The New York Times editorial board did not hold back on its assessment of the politicians who promised the British public lots of free goodies after voting to exit the E.U.:
“Leave” supporters like Boris Johnson, the former mayor of London, claimed that getting out of the E.U. would save money, allowing Britain to invest in public services while limiting immigration from other European countries. Now it’s clear they didn’t intend to fulfill any of their promises. They peddled exaggerations and lies to frustrated and angry Britons, some of whom have legitimate grievances about economic insecurity.
One of the central claims of the “Leave” campaign was that Britain would no longer have to send 350 million pounds ($462 million) a week to Brussels. Those savings, supporters argued, would be reinvested in the National Health Service and other government programs. Almost immediately after the vote on Thursday, Nigel Farage, the leader of the United Kingdom Independence Party and an early “Leave” proponent, denied even makingsuch a promise, even though he had said as much in a BBC appearance this month.
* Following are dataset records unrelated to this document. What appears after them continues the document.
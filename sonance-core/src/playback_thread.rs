use std::{
    sync::atomic::{AtomicBool, Ordering},
    time::{Duration, Instant},
};

use rodio::Source as _;

use crate::session::{Generation, MediaEvent, MediaEventKind};

pub struct PlaybackThread {
    logic_to_playback_tx: PlaybackThreadSendHandle,
    _playback_thread_handle: std::thread::JoinHandle<()>,
    playback_to_logic_rx: PlaybackToLogicRx,
    shutdown_sent: AtomicBool,
}
pub type PlaybackToLogicRx = tokio::sync::broadcast::Receiver<MediaEvent>;
#[derive(Clone)]
pub struct PlaybackThreadSendHandle(std::sync::mpsc::Sender<LogicToPlaybackMessage>);
impl PlaybackThreadSendHandle {
    pub fn send(&self, message: LogicToPlaybackMessage) {
        if self.0.send(message).is_err() {
            tracing::warn!("Playback thread has shut down; dropping message");
        }
    }
}
#[derive(Debug, Clone)]
pub enum LogicToPlaybackMessage {
    /// Stop whatever is playing and adopt `generation`; everything tagged with
    /// an older generation is ignored from here on.
    Unload(Generation),
    /// Decode `data` and start playing it, if `generation` is still current.
    Load(Generation, Vec<u8>),
    Pause(Generation),
    Resume(Generation),
    Seek(Generation, Duration),
    SetMuted(bool),
    SetVolume(f32),
    Shutdown,
}

impl PlaybackThread {
    pub fn new(volume: f32) -> std::io::Result<Self> {
        let (logic_to_playback_tx, logic_to_playback_rx) =
            std::sync::mpsc::channel::<LogicToPlaybackMessage>();
        let (playback_to_logic_tx, playback_to_logic_rx) =
            tokio::sync::broadcast::channel::<MediaEvent>(100);

        let playback_thread_handle = std::thread::Builder::new()
            .name("sonance-playback".to_string())
            .spawn(move || {
                Self::run(logic_to_playback_rx, playback_to_logic_tx, volume);
            })?;

        Ok(Self {
            logic_to_playback_tx: PlaybackThreadSendHandle(logic_to_playback_tx),
            _playback_thread_handle: playback_thread_handle,
            playback_to_logic_rx,
            shutdown_sent: AtomicBool::new(false),
        })
    }

    pub fn send(&self, message: LogicToPlaybackMessage) {
        self.logic_to_playback_tx.send(message);
    }

    /// Stops audio and ends the thread. Only the first call sends anything.
    pub fn shutdown(&self) {
        if !self.shutdown_sent.swap(true, Ordering::SeqCst) {
            tracing::info!("Shutting down playback");
            self.send(LogicToPlaybackMessage::Shutdown);
        }
    }

    pub fn send_handle(&self) -> PlaybackThreadSendHandle {
        self.logic_to_playback_tx.clone()
    }

    pub fn subscribe(&self) -> PlaybackToLogicRx {
        self.playback_to_logic_rx.resubscribe()
    }

    fn run(
        playback_rx: std::sync::mpsc::Receiver<LogicToPlaybackMessage>,
        logic_tx: tokio::sync::broadcast::Sender<MediaEvent>,
        volume: f32,
    ) {
        use LogicToPlaybackMessage as LTPM;

        let send = |generation: Generation, kind: MediaEventKind| {
            let _ = logic_tx.send(MediaEvent { generation, kind });
        };

        let stream_handle = match rodio::OutputStreamBuilder::open_default_stream() {
            Ok(stream_handle) => stream_handle,
            Err(e) => {
                tracing::error!("Failed to open audio output: {e}");
                // Without a device, every load fails; keep answering until shutdown.
                while let Ok(msg) = playback_rx.recv() {
                    match msg {
                        LTPM::Load(generation, _) | LTPM::Resume(generation) => send(
                            generation,
                            MediaEventKind::StartFailed(format!("no audio output: {e}")),
                        ),
                        LTPM::Shutdown => return,
                        _ => {}
                    }
                }
                return;
            }
        };
        let sink = rodio::Sink::connect_new(stream_handle.mixer());

        fn build_decoder(
            data: Vec<u8>,
        ) -> Result<rodio::decoder::Decoder<std::io::Cursor<Vec<u8>>>, rodio::decoder::DecoderError>
        {
            rodio::decoder::DecoderBuilder::new()
                .with_byte_len(data.len() as u64)
                .with_data(std::io::Cursor::new(data))
                .build()
        }

        const POSITION_UPDATE_INTERVAL: Duration = Duration::from_millis(250);

        let mut volume = volume;
        let mut muted = false;
        let apply_volume = |sink: &rodio::Sink, volume: f32, muted: bool| {
            sink.set_volume(if muted { 0.0 } else { volume });
        };
        apply_volume(&sink, volume, muted);

        let mut current_generation = Generation::default();
        let mut last_data: Option<Vec<u8>> = None;
        // Whether a source is appended and has not yet been reported as ended.
        let mut bound = false;
        let mut seek_debounce = SeekDebounce::default();
        let mut last_position_update = Instant::now();

        // Appends a fresh decoder for `data` and starts playing; reports the outcome.
        let start = |sink: &rodio::Sink, generation: Generation, data: Vec<u8>| -> bool {
            match build_decoder(data) {
                Ok(decoder) => {
                    if let Some(duration) = decoder.total_duration() {
                        send(generation, MediaEventKind::DurationKnown(duration));
                    }
                    sink.append(decoder);
                    sink.play();
                    send(generation, MediaEventKind::Started);
                    true
                }
                Err(e) => {
                    send(generation, MediaEventKind::StartFailed(e.to_string()));
                    false
                }
            }
        };

        let seek = |sink: &rodio::Sink, generation: Generation, position: Duration| {
            if let Err(e) = sink.try_seek(position) {
                tracing::warn!("Failed to seek to position {position:?}: {e}");
            }
            send(generation, MediaEventKind::PositionChanged(position));
        };

        loop {
            // Process all available messages without blocking
            while let Ok(msg) = playback_rx.try_recv() {
                match msg {
                    LTPM::Unload(generation) => {
                        sink.clear();
                        last_data = None;
                        bound = false;
                        seek_debounce.clear();
                        current_generation = generation;
                        tracing::debug!("Unloaded; now bound to {generation}");
                    }
                    LTPM::Load(generation, data) => {
                        if generation != current_generation {
                            tracing::debug!(
                                "Ignoring load for {generation} (current {current_generation})"
                            );
                            continue;
                        }
                        sink.clear();
                        seek_debounce.clear();
                        last_data = Some(data.clone());
                        bound = start(&sink, generation, data);
                    }
                    LTPM::Pause(generation) => {
                        if generation == current_generation {
                            sink.pause();
                        }
                    }
                    LTPM::Resume(generation) => {
                        if generation != current_generation {
                            continue;
                        }
                        if sink.empty() {
                            // Ended: start over from the beginning.
                            match last_data.clone() {
                                Some(data) => bound = start(&sink, generation, data),
                                None => send(
                                    generation,
                                    MediaEventKind::StartFailed("nothing loaded".to_string()),
                                ),
                            }
                        } else {
                            sink.play();
                            send(generation, MediaEventKind::Started);
                        }
                    }
                    LTPM::Seek(generation, position) => {
                        if generation != current_generation {
                            continue;
                        }
                        if let Some(position) = seek_debounce.request(Instant::now(), position) {
                            seek(&sink, generation, position);
                        }
                    }
                    LTPM::SetMuted(value) => {
                        muted = value;
                        apply_volume(&sink, volume, muted);
                    }
                    LTPM::SetVolume(value) => {
                        volume = value.clamp(0.0, 1.0);
                        apply_volume(&sink, volume, muted);
                    }
                    LTPM::Shutdown => {
                        sink.stop();
                        tracing::debug!("Playback thread shutting down");
                        return;
                    }
                }
            }

            if let Some(position) = seek_debounce.poll(Instant::now()) {
                seek(&sink, current_generation, position);
            }

            // The source drained by itself: the track ended.
            if bound && sink.empty() {
                bound = false;
                send(current_generation, MediaEventKind::Ended);
            }

            let now = Instant::now();
            if now.duration_since(last_position_update) >= POSITION_UPDATE_INTERVAL {
                last_position_update = now;
                if !sink.empty() && !sink.is_paused() {
                    send(
                        current_generation,
                        MediaEventKind::PositionChanged(sink.get_pos()),
                    );
                }
            }

            // Sleep for 10ms between iterations
            std::thread::sleep(std::time::Duration::from_millis(10));
        }
    }
}

/// Rate-limits seeks on the sink. A seek inside the window is held back, and
/// the latest held seek is applied once the window has passed.
#[derive(Debug, Default)]
struct SeekDebounce {
    last_applied: Option<Instant>,
    pending: Option<Duration>,
}
impl SeekDebounce {
    const WINDOW: Duration = Duration::from_millis(250);

    /// Returns the position to seek to now, if any.
    fn request(&mut self, now: Instant, position: Duration) -> Option<Duration> {
        if self
            .last_applied
            .is_none_or(|last| now.duration_since(last) >= Self::WINDOW)
        {
            self.last_applied = Some(now);
            self.pending = None;
            Some(position)
        } else {
            self.pending = Some(position);
            None
        }
    }

    /// Releases the held seek once the window has passed.
    fn poll(&mut self, now: Instant) -> Option<Duration> {
        let last = self.last_applied?;
        if now.duration_since(last) < Self::WINDOW {
            return None;
        }
        let position = self.pending.take()?;
        self.last_applied = Some(now);
        Some(position)
    }

    fn clear(&mut self) {
        self.pending = None;
    }
}

#[cfg(test)]
mod tests {
    use super::*;

    fn secs(secs: u64) -> Duration {
        Duration::from_secs(secs)
    }

    #[test]
    fn test_seek_outside_window_applies_immediately() {
        let start = Instant::now();
        let mut debounce = SeekDebounce::default();
        assert_eq!(debounce.request(start, secs(50)), Some(secs(50)));
        assert_eq!(
            debounce.request(start + SeekDebounce::WINDOW, secs(150)),
            Some(secs(150))
        );
        assert_eq!(debounce.poll(start + SeekDebounce::WINDOW * 4), None);
    }

    #[test]
    fn test_seek_inside_window_is_applied_once_window_passes() {
        let start = Instant::now();
        let mut debounce = SeekDebounce::default();
        assert_eq!(debounce.request(start, secs(50)), Some(secs(50)));

        // Two more clicks land inside the window; only the latest survives.
        let soon = start + Duration::from_millis(100);
        assert_eq!(debounce.request(soon, secs(100)), None);
        assert_eq!(debounce.request(soon, secs(150)), None);
        assert_eq!(debounce.poll(soon), None);

        let later = start + SeekDebounce::WINDOW;
        assert_eq!(debounce.poll(later), Some(secs(150)));
        assert_eq!(debounce.poll(later + SeekDebounce::WINDOW), None);
    }

    #[test]
    fn test_cleared_seek_is_not_applied() {
        let start = Instant::now();
        let mut debounce = SeekDebounce::default();
        debounce.request(start, secs(50));
        assert_eq!(debounce.request(start, secs(150)), None);
        debounce.clear();
        assert_eq!(debounce.poll(start + SeekDebounce::WINDOW), None);
    }

    #[test]
    fn test_shutdown_is_sent_once() {
        let (tx, rx) = std::sync::mpsc::channel();
        let (_events_tx, playback_to_logic_rx) = tokio::sync::broadcast::channel(1);
        let thread = PlaybackThread {
            logic_to_playback_tx: PlaybackThreadSendHandle(tx),
            _playback_thread_handle: std::thread::spawn(|| {}),
            playback_to_logic_rx,
            shutdown_sent: AtomicBool::new(false),
        };

        thread.shutdown();
        thread.shutdown();

        let messages: Vec<_> = rx.try_iter().collect();
        assert_eq!(messages.len(), 1);
        assert!(matches!(messages[0], LogicToPlaybackMessage::Shutdown));
    }
}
This is not surprising for those familiar with the likes of Nigel Farage and Boris Johnson -- two experienced liars with a track record of deceiving voters and their own parties (Johnson in fact was sacked by his previous employer The Times, for making up quotes).
Unfortunately for the British public, they now face the prospect of leaving the E.U. and having the economy torn to shreds unless they negotiate a deal akin to Norway's -- which would basically mean all of the same costs and rulings from Europe, but without official representation.
Not exactly the deal they thought they were signing up to.